*** Dataset
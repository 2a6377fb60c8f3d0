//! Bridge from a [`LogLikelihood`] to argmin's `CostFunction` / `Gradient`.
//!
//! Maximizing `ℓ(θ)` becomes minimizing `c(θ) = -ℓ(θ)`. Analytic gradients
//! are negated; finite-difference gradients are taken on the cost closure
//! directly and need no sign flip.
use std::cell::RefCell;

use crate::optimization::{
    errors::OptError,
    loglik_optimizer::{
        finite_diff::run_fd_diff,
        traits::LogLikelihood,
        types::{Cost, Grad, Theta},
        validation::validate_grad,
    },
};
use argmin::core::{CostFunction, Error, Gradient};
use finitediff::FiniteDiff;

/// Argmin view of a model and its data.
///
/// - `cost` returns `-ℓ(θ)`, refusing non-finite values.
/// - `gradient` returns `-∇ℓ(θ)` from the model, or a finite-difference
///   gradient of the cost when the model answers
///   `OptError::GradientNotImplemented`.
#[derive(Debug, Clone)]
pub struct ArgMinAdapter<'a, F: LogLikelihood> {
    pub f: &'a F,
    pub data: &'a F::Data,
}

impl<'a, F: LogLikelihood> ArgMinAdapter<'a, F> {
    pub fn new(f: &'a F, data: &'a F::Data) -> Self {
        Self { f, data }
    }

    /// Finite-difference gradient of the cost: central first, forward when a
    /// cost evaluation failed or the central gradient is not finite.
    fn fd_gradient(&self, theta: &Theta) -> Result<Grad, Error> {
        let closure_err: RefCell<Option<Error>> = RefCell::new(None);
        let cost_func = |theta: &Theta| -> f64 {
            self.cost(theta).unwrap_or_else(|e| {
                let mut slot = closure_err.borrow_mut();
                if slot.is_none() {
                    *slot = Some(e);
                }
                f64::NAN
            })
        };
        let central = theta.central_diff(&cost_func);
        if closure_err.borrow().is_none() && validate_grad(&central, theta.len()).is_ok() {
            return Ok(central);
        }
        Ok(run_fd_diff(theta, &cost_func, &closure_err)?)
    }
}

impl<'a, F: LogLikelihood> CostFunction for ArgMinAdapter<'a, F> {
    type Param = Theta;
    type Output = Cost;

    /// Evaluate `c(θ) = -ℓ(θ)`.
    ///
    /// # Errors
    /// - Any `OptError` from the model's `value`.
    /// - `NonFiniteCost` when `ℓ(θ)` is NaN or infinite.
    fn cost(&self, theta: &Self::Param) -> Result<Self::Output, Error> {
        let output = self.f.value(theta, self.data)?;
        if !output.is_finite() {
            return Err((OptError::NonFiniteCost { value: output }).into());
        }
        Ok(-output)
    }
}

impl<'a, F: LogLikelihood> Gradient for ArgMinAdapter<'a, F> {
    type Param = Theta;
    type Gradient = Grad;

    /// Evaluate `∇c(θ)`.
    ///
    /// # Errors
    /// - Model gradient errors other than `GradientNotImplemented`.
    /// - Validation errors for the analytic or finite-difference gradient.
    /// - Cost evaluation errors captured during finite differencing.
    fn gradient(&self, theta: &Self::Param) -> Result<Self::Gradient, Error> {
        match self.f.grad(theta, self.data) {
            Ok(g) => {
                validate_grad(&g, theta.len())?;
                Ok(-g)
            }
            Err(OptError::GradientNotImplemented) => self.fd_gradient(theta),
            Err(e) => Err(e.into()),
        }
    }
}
******
*** Dataset
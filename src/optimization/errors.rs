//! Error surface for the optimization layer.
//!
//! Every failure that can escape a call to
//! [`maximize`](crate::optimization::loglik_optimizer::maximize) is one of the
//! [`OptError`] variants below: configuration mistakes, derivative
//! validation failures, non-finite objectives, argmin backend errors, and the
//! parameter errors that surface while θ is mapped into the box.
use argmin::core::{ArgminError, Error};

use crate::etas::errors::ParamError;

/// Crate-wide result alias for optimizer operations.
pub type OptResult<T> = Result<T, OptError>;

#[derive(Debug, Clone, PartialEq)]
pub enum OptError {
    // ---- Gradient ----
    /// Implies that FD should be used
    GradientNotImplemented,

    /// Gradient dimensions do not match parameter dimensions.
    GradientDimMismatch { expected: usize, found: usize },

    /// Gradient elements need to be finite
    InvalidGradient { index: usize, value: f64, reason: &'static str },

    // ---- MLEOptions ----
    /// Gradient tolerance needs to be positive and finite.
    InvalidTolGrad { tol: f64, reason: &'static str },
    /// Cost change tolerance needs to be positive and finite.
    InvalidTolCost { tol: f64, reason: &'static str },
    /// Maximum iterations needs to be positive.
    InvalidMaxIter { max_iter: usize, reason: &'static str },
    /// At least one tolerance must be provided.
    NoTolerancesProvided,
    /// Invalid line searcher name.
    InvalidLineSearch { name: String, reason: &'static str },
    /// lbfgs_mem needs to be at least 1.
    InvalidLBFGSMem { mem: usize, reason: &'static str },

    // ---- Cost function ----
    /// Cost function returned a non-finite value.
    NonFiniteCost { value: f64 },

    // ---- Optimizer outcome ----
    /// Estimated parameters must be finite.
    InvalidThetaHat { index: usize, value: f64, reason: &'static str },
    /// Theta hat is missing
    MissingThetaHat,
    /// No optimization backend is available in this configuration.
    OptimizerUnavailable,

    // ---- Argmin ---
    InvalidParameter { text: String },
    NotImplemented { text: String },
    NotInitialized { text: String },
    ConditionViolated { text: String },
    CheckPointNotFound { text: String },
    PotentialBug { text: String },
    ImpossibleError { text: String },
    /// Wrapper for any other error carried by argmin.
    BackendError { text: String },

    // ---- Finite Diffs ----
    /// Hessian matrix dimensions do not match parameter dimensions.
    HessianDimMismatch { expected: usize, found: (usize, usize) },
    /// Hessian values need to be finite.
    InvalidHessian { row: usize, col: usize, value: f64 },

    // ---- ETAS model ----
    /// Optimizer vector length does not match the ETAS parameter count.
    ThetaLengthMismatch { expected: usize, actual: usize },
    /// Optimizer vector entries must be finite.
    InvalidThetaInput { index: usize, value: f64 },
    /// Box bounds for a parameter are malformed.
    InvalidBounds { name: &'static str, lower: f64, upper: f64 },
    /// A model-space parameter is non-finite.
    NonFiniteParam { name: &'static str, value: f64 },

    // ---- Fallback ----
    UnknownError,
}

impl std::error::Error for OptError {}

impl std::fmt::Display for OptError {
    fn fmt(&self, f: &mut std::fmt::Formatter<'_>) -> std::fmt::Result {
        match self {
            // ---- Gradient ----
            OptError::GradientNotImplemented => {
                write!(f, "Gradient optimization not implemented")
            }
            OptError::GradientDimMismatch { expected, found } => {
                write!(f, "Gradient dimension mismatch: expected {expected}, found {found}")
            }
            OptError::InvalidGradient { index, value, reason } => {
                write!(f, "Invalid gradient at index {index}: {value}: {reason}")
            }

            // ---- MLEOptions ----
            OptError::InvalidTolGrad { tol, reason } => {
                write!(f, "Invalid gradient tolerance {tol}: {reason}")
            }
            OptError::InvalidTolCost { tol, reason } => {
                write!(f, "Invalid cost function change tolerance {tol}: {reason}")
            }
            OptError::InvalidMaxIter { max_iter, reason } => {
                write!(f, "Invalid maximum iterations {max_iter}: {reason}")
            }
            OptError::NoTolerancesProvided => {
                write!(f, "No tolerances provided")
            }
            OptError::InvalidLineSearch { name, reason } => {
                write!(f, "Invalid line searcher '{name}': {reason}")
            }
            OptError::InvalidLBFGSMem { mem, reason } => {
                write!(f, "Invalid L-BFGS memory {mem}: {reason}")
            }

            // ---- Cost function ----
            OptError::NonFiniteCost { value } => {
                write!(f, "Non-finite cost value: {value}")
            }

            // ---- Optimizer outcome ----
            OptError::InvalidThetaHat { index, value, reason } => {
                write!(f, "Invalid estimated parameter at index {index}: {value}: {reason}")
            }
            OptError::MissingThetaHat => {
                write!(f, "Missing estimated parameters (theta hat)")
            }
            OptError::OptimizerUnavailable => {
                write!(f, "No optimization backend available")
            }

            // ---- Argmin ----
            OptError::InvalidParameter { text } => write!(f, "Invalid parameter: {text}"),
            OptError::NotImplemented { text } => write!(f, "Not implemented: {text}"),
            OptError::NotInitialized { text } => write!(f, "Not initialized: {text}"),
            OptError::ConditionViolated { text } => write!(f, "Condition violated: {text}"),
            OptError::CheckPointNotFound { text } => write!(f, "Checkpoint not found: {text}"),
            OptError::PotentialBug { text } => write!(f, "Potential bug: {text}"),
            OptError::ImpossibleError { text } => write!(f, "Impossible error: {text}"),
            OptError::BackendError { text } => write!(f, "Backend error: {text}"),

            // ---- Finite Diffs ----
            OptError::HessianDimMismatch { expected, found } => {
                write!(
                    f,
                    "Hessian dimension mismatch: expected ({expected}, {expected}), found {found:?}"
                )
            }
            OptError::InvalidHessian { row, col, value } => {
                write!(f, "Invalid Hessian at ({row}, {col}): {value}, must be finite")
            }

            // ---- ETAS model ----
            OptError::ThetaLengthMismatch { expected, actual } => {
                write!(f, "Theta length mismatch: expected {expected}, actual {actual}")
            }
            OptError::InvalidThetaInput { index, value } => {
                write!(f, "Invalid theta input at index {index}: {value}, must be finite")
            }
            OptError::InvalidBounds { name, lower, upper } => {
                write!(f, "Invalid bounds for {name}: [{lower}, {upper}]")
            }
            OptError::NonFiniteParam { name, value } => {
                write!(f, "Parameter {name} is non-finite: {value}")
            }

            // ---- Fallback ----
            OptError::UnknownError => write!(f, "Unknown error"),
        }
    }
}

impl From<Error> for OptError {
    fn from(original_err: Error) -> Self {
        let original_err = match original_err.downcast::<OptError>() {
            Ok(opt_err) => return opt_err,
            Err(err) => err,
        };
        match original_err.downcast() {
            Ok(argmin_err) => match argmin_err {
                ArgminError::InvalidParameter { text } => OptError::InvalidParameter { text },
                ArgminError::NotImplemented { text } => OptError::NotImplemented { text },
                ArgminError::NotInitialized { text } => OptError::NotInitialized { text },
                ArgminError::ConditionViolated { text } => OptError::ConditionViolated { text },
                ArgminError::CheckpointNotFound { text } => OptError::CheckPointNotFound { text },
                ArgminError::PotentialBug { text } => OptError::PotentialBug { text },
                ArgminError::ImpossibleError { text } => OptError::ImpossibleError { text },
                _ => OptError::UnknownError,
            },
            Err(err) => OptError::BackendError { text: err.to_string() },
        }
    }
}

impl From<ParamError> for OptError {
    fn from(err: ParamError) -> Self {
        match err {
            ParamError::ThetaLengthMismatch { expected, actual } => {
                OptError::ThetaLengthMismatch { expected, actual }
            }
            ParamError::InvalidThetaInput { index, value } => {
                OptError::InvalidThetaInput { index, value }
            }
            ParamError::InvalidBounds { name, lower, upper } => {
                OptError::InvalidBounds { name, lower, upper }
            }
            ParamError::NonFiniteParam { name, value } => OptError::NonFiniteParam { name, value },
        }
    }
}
******
*** Dataset
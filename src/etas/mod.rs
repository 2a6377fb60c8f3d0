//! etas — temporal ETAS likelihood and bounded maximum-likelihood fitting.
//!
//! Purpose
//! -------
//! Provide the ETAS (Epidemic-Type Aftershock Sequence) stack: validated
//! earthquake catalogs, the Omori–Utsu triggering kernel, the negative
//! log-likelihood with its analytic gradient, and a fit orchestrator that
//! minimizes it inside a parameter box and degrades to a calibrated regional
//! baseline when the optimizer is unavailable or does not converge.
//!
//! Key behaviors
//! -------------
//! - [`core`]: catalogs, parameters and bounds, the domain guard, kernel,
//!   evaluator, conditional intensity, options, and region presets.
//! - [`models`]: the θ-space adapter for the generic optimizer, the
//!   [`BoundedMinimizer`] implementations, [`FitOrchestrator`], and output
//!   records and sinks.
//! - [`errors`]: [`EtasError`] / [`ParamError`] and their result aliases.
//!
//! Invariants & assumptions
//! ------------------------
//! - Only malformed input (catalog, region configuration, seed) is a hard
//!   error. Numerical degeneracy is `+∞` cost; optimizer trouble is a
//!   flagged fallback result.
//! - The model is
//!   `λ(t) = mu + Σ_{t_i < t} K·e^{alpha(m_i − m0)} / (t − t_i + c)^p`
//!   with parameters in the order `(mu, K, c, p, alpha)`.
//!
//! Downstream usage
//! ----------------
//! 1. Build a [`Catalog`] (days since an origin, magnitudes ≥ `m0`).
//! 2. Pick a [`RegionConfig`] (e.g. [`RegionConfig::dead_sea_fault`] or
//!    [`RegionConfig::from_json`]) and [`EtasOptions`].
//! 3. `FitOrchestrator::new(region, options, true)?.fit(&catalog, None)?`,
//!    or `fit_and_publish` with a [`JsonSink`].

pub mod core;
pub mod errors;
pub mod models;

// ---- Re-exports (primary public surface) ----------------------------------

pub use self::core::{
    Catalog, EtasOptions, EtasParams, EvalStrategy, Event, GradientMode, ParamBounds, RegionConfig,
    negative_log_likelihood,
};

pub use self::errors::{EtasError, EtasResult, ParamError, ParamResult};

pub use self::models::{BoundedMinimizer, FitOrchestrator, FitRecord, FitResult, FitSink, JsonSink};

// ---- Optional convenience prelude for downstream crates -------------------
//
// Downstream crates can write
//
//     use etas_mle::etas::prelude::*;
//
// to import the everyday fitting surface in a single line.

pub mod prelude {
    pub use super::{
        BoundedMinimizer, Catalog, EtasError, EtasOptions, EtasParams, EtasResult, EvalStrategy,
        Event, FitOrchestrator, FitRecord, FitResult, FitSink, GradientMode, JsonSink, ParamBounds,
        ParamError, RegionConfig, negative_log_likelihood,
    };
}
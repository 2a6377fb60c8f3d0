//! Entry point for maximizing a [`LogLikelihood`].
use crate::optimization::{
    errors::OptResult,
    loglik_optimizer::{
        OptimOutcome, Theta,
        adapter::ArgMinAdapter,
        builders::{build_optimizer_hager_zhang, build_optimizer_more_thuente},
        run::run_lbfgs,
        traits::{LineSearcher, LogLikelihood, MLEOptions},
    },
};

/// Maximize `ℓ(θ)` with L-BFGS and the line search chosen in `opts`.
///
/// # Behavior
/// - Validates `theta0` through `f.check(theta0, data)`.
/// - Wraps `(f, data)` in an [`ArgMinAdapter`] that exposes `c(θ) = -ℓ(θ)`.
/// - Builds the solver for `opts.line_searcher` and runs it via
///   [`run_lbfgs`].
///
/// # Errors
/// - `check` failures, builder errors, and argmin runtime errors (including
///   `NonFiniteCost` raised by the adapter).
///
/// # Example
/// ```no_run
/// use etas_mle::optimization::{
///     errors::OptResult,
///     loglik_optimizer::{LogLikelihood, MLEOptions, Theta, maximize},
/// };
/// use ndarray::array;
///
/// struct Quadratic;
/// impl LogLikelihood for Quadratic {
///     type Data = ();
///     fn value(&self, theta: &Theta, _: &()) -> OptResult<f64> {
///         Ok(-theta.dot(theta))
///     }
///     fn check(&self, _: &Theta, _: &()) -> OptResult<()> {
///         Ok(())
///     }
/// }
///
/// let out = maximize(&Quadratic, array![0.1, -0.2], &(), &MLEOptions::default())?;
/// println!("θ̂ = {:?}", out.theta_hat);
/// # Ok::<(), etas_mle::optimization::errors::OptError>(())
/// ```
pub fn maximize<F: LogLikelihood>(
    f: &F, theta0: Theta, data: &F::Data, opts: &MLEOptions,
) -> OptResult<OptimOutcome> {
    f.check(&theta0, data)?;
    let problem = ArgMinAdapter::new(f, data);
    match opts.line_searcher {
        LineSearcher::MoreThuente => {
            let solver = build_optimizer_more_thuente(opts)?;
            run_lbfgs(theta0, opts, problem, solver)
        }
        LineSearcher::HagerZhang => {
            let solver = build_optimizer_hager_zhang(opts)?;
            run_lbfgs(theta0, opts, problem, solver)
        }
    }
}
******
What you need to do: Report back each line of the entries that holds the string "must".

Exercise response:
    /// At least one tolerance must be provided.
    /// Estimated parameters must be finite.
    /// Optimizer vector entries must be finite.
                write!(f, "Invalid Hessian at ({row}, {col}): {value}, must be finite")
                write!(f, "Invalid theta input at index {index}: {value}, must be finite")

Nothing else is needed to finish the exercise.